> RECORDED INFORMATION

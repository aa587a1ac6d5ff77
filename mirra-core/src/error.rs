//! Domain-specific error types for the mirroring core.
//!
//! All fallible operations return `Result<T, MirrorError>`.
//! No panics on platform failures. Every error is typed and either
//! recovered locally or surfaced through the session status feed.

use std::time::Duration;
use thiserror::Error;

use crate::platform::PlatformError;

/// The canonical error type for mirroring sessions.
#[derive(Debug, Error)]
pub enum MirrorError {
    // ── Resolution Errors ────────────────────────────────────────
    /// DirectWired mode found no presentation-capable external display.
    #[error("no external display")]
    NoExternalDisplay,

    // ── Provisioning Errors ──────────────────────────────────────
    /// A render surface could not be created.
    #[error("surface provisioning failed: {0}")]
    Provisioning(String),

    /// The presentation surface never signalled readiness.
    #[error("presentation surface not ready after {0:?}")]
    SurfaceNotReady(Duration),

    /// Attempted to release a surface that an active binding still targets.
    #[error("surface is still bound to a virtual display")]
    SurfaceInUse,

    // ── Binding Errors ───────────────────────────────────────────
    /// The platform rejected the virtual-display binding.
    #[error("virtual display binding failed: {0}")]
    Binding(#[source] PlatformError),

    // ── Grant Errors ─────────────────────────────────────────────
    /// The capture grant is missing, malformed or already consumed.
    #[error("capture grant invalid: {0}")]
    GrantInvalid(&'static str),

    // ── Lifecycle Errors ─────────────────────────────────────────
    /// A session transition was requested from the wrong phase.
    #[error("invalid session transition: {0}")]
    InvalidTransition(&'static str),

    /// The operation was interrupted by `stop()`.
    #[error("operation cancelled")]
    Cancelled,

    /// An operation exceeded its deadline.
    #[error("timeout after {0:?}")]
    Timeout(Duration),

    /// An mpsc channel was closed unexpectedly.
    #[error("channel closed")]
    ChannelClosed,

    // ── Platform / Task Errors ───────────────────────────────────
    /// Any other platform failure.
    #[error("platform error: {0}")]
    Platform(#[from] PlatformError),

    /// A spawned task failed.
    #[error("task error: {0}")]
    Task(#[from] TaskError),

    /// Catch-all for errors that do not fit another variant.
    #[error("{0}")]
    Other(String),
}

/// Coarse classification used for user-facing reporting.
#[derive(Debug, Clone, Copy, PartialEq, Eq)]
pub enum ErrorKind {
    /// No qualifying sink; retryable by replugging.
    Resolution,
    /// Surface setup failed after any local fallback.
    Provisioning,
    /// The platform refused the virtual display.
    Binding,
    /// A fresh consent flow is required.
    GrantInvalid,
    /// Wrong phase for the requested operation.
    Lifecycle,
    /// Interrupted by stop.
    Cancelled,
    /// Everything else.
    Internal,
}

impl MirrorError {
    /// Map this error onto the reporting taxonomy.
    pub fn kind(&self) -> ErrorKind {
        match self {
            Self::NoExternalDisplay => ErrorKind::Resolution,
            Self::Provisioning(_) | Self::SurfaceNotReady(_) | Self::SurfaceInUse => {
                ErrorKind::Provisioning
            }
            Self::Binding(_) => ErrorKind::Binding,
            Self::GrantInvalid(_) => ErrorKind::GrantInvalid,
            Self::InvalidTransition(_) => ErrorKind::Lifecycle,
            Self::Cancelled => ErrorKind::Cancelled,
            Self::Timeout(_)
            | Self::ChannelClosed
            | Self::Platform(_)
            | Self::Task(_)
            | Self::Other(_) => ErrorKind::Internal,
        }
    }

    /// Whether the user can retry without a new consent flow.
    pub fn is_retryable(&self) -> bool {
        !matches!(self.kind(), ErrorKind::GrantInvalid | ErrorKind::Lifecycle)
    }
}

// ── TaskError ─────────────────────────────────────────────────────

/// Typed error for supervised background tasks.
#[derive(Debug, Error)]
pub enum TaskError {
    /// The task was explicitly cancelled via `CancellationToken`.
    #[error("task was cancelled")]
    Cancelled,

    /// The task panicked; the supervisor isolated the failure.
    #[error("task panicked: {0}")]
    Panicked(String),

    /// Generic task failure with a human-readable message.
    #[error("task failed: {0}")]
    Failed(String),
}

// ── Convenient From implementations ──────────────────────────────

impl From<String> for MirrorError {
    fn from(s: String) -> Self {
        MirrorError::Other(s)
    }
}

impl From<&str> for MirrorError {
    fn from(s: &str) -> Self {
        MirrorError::Other(s.to_string())
    }
}

impl<T> From<tokio::sync::mpsc::error::SendError<T>> for MirrorError {
    fn from(_: tokio::sync::mpsc::error::SendError<T>) -> Self {
        MirrorError::ChannelClosed
    }
}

> PROBLEM DESCRIPTION
Retype only this range exactly: the first line of the data through the line where "the wrong phase." appears.

> TASK OUTPUT
repository aa587a1ac6d5ff77
filename mirra-core/src/error.rs
//! Domain-specific error types for the mirroring core.
//!
//! All fallible operations return `Result<T, MirrorError>`.
//! No panics on platform failures. Every error is typed and either
//! recovered locally or surfaced through the session status feed.

use std::time::Duration;
use thiserror::Error;

use crate::platform::PlatformError;

/// The canonical error type for mirroring sessions.
#[derive(Debug, Error)]
pub enum MirrorError {
    // ── Resolution Errors ────────────────────────────────────────
    /// DirectWired mode found no presentation-capable external display.
    #[error("no external display")]
    NoExternalDisplay,

    // ── Provisioning Errors ──────────────────────────────────────
    /// A render surface could not be created.
    #[error("surface provisioning failed: {0}")]
    Provisioning(String),

    /// The presentation surface never signalled readiness.
    #[error("presentation surface not ready after {0:?}")]
    SurfaceNotReady(Duration),

    /// Attempted to release a surface that an active binding still targets.
    #[error("surface is still bound to a virtual display")]
    SurfaceInUse,

    // ── Binding Errors ───────────────────────────────────────────
    /// The platform rejected the virtual-display binding.
    #[error("virtual display binding failed: {0}")]
    Binding(#[source] PlatformError),

    // ── Grant Errors ─────────────────────────────────────────────
    /// The capture grant is missing, malformed or already consumed.
    #[error("capture grant invalid: {0}")]
    GrantInvalid(&'static str),

    // ── Lifecycle Errors ─────────────────────────────────────────
    /// A session transition was requested from the wrong phase.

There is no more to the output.